The Board of Directors recommends that stockholders vote "FOR" the
ratification of the appointment of auditors.

- ------------------------------------------------------------------------------
                            OTHER MATTERS
- ------------------------------------------------------------------------------

     The Board of Directors of the Corporation is not aware of any business to
come before the Meeting other than those matters described in this Proxy
Statement.  However, if any other matters should properly come before the
Annual Meeting, it is intended that proxies in the accompanying form will be
voted in respect thereof in accordance with the judgment of the person or
persons voting the proxies.

- ------------------------------------------------------------------------------
                             MISCELLANEOUS
- ------------------------------------------------------------------------------

     The cost of solicitation of proxies will be borne by the Corporation. 
The Corporation will reimburse brokerage firms and other custodians, nominees
and fiduciaries for reasonable expenses incurred by them in sending proxy
materials to the beneficial owners of the Common Stock.  In addition to
solicitations by mail, directors, officers and regular employees of the
Corporation may solicit proxies personally or by telecopier or telephone
without additional compensation.

     The Corporation's Annual Report to Stockholders, including financial
statements, has been mailed to all stockholders of record as of the close of
business on December 2, 1997.  Any stockholder who has not received a copy of
such Annual Report may obtain a copy by writing to the Secretary of the
Corporation.  The Annual Report is not to be treated as part of the proxy
solicitation material or as having been incorporated herein by reference.

     A copy of the corporation's Form 10-KSB for the fiscal year ended
September 30, 1997, as filed with the Securities and Exchange Commission, will
be furnished without charge to stockholders as of the record date upon written
request to Dorothy A. Ladue, Corporate Secretary, NS&L Bancorp, Inc., 111 East
Main Street, Neosho, Missouri  64850.

- ------------------------------------------------------------------------------
                         STOCKHOLDER PROPOSALS
- ------------------------------------------------------------------------------

     Proposals of stockholders intended to be presented at the Corporation's
annual meeting to be held in 1999 must be received by the Corporation no later
than August 12, 1998 to be considered for inclusion in the proxy materials and
form of proxy relating to such meeting.  Any such proposals shall be subject
to the requirements of the proxy rules adopted under the Exchange Act.

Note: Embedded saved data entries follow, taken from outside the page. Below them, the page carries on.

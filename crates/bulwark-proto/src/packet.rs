//! Packet type and its frame codec.

use std::fmt;

use bytes::{BufMut, Bytes, BytesMut};
use serde::{Deserialize, Serialize};
use serde_repr::{Deserialize_repr, Serialize_repr};
use sha2::{Digest, Sha256};

use crate::{
    errors::{ProtocolError, Result},
    header::FrameHeader,
};

/// Node identifier. Nodes are named by the address they listen on.
pub type NodeId = String;

/// Packet type codes.
///
/// Encoded as a single `u8`. Decoding an unknown code fails instead of
/// falling back to some default variant.
#[derive(Debug, Clone, Copy, PartialEq, Eq, Hash, Serialize_repr, Deserialize_repr)]
#[repr(u8)]
pub enum PacketType {
    /// Topology pushed by the out-of-band configuration tool
    MasterConfig = 0,
    /// Split-horizon reachability advertisement
    RouteUpdate = 1,
    /// Path setup request (reserved, not handled by the router)
    RouteSetup = 2,
    /// Path-routed data (reserved, not handled by the router)
    Payload = 3,
    /// Flood-delivered data
    Flood = 4,
}

impl PacketType {
    /// Wire code for this type
    pub fn to_u8(self) -> u8 {
        self as u8
    }

    /// Parse a wire code, rejecting unknown values.
    pub fn from_u8(code: u8) -> Option<Self> {
        match code {
            0 => Some(Self::MasterConfig),
            1 => Some(Self::RouteUpdate),
            2 => Some(Self::RouteSetup),
            3 => Some(Self::Payload),
            4 => Some(Self::Flood),
            _ => None,
        }
    }
}

impl fmt::Display for PacketType {
    fn fmt(&self, f: &mut fmt::Formatter<'_>) -> fmt::Result {
        let name = match self {
            Self::MasterConfig => "MASTERCONFIG",
            Self::RouteUpdate => "ROUTEUPDATE",
            Self::RouteSetup => "ROUTESETUP",
            Self::Payload => "PAYLOAD",
            Self::Flood => "FLOOD",
        };
        f.write_str(name)
    }
}

/// A routed packet.
///
/// Once signed, a packet is forwarded as-is: intermediate routers never
/// rewrite any field, so the original signature stays valid end to end.
#[derive(Debug, Clone, PartialEq, Eq, Serialize, Deserialize)]
#[serde(deny_unknown_fields)]
pub struct Packet {
    /// Originating node
    pub source: NodeId,
    /// Final destination
    pub destination: NodeId,
    /// Packet type
    #[serde(rename = "type")]
    pub packet_type: PacketType,
    /// Opaque payload, often JSON text (see [`crate::payloads`])
    pub payload: String,
    /// Per-source monotonically increasing sequence number
    pub sequence: u64,
    /// Ed25519 signature over [`Packet::signing_bytes`]. Absent only on
    /// MASTERCONFIG packets.
    pub signature: Option<Vec<u8>>,
}

impl Packet {
    /// Create an unsigned packet.
    pub fn new(
        source: impl Into<NodeId>,
        destination: impl Into<NodeId>,
        packet_type: PacketType,
        payload: impl Into<String>,
        sequence: u64,
    ) -> Self {
        Self {
            source: source.into(),
            destination: destination.into(),
            packet_type,
            payload: payload.into(),
            sequence,
            signature: None,
        }
    }

    /// Canonical bytes covered by the signature.
    ///
    /// CBOR encoding of `(source, destination, type, payload, sequence)`. The
    /// signature field is never part of these bytes.
    pub fn signing_bytes(&self) -> Result<Vec<u8>> {
        let fields = (
            &self.source,
            &self.destination,
            self.packet_type,
            &self.payload,
            self.sequence,
        );

        let mut out = Vec::new();
        ciborium::ser::into_writer(&fields, &mut out)
            .map_err(|e| ProtocolError::Encode(e.to_string()))?;
        Ok(out)
    }

    /// SHA-256 of [`Packet::signing_bytes`]; this is what gets signed.
    pub fn digest(&self) -> Result<[u8; 32]> {
        let bytes = self.signing_bytes()?;
        Ok(Sha256::digest(&bytes).into())
    }

    /// Encode the packet as a complete frame (header + CBOR body).
    pub fn encode(&self) -> Result<Bytes> {
        let mut body = Vec::new();
        ciborium::ser::into_writer(self, &mut body)
            .map_err(|e| ProtocolError::Encode(e.to_string()))?;

        let header = FrameHeader::new(body.len())?;

        let mut frame = BytesMut::with_capacity(FrameHeader::SIZE + body.len());
        frame.put_slice(&header.to_bytes());
        frame.put_slice(&body);
        Ok(frame.freeze())
    }

    /// Decode a complete frame produced by [`Packet::encode`].
    pub fn decode(frame: &[u8]) -> Result<Self> {
        let header = FrameHeader::parse(frame)?;
        let expected = FrameHeader::SIZE + header.body_size();

        if frame.len() < expected {
            return Err(ProtocolError::Truncated { expected, actual: frame.len() });
        }
        if frame.len() > expected {
            return Err(ProtocolError::Malformed(format!(
                "{} trailing bytes after frame",
                frame.len() - expected
            )));
        }

        Self::decode_body(&frame[FrameHeader::SIZE..])
    }

    /// Decode a frame body whose header was already consumed.
    ///
    /// The body must hold exactly one packet; anything after it is rejected.
    pub fn decode_body(body: &[u8]) -> Result<Self> {
        let mut rest = body;
        let packet: Self = ciborium::de::from_reader(&mut rest)
            .map_err(|e| ProtocolError::Malformed(e.to_string()))?;

        if !rest.is_empty() {
            return Err(ProtocolError::Malformed(format!(
                "{} trailing bytes after packet",
                rest.len()
            )));
        }
        Ok(packet)
    }
}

                                    -8-
<PAGE>
<PAGE>
     The Corporation's Bylaws provide that in order for a stockholder to make
nominations for the election of directors or proposals for business to be
brought before the Annual Meeting, a stockholder must deliver notice of such
nominations and/or proposals to the Secretary not less than 30 nor more than
60 days prior to the date of the Annual Meeting; provided that if less than 40
days' notice of the Annual Meeting is given to stockholders, such notice must
be delivered not later than the close of the tenth day following the day on
which notice of the Annual Meeting was mailed to stockholders.  The notice
with respect to nominations for election of directors must set forth (a) as to
each person whom the stockholder proposes to nominate for election as a
director, all information relating to such person that is required to be
disclosed in solicitations or proxies for election of directors, or is
otherwise required, in each case pursuant to the Exchange Act, including such
person's written consent to being named in the proxy statement as a nominee
and to serving as a director if elected, and (b) as to the stockholder giving
the notice (i) the name and address, as they appear on the Corporation's
books, of such stockholder and (ii) the class and number of shares of the
Corporation which are beneficially owned by such stockholder.  The notice with
respect to business proposals to be brought before the Annual Meeting must set
forth in writing as to each matter the stockholder proposes to bring before
the Annual Meeting (a) a brief description of the business desired to be
brought before the Annual Meeting and the reasons for conducting such business
at the Annual Meeting, (b) the name and address, as they appear on the
Corporation's books, of the stockholder proposing such business, (c) the class
and number of shares of the Corporation which are beneficially owned by the
stockholder and (d) any material interest of the stockholder in such business.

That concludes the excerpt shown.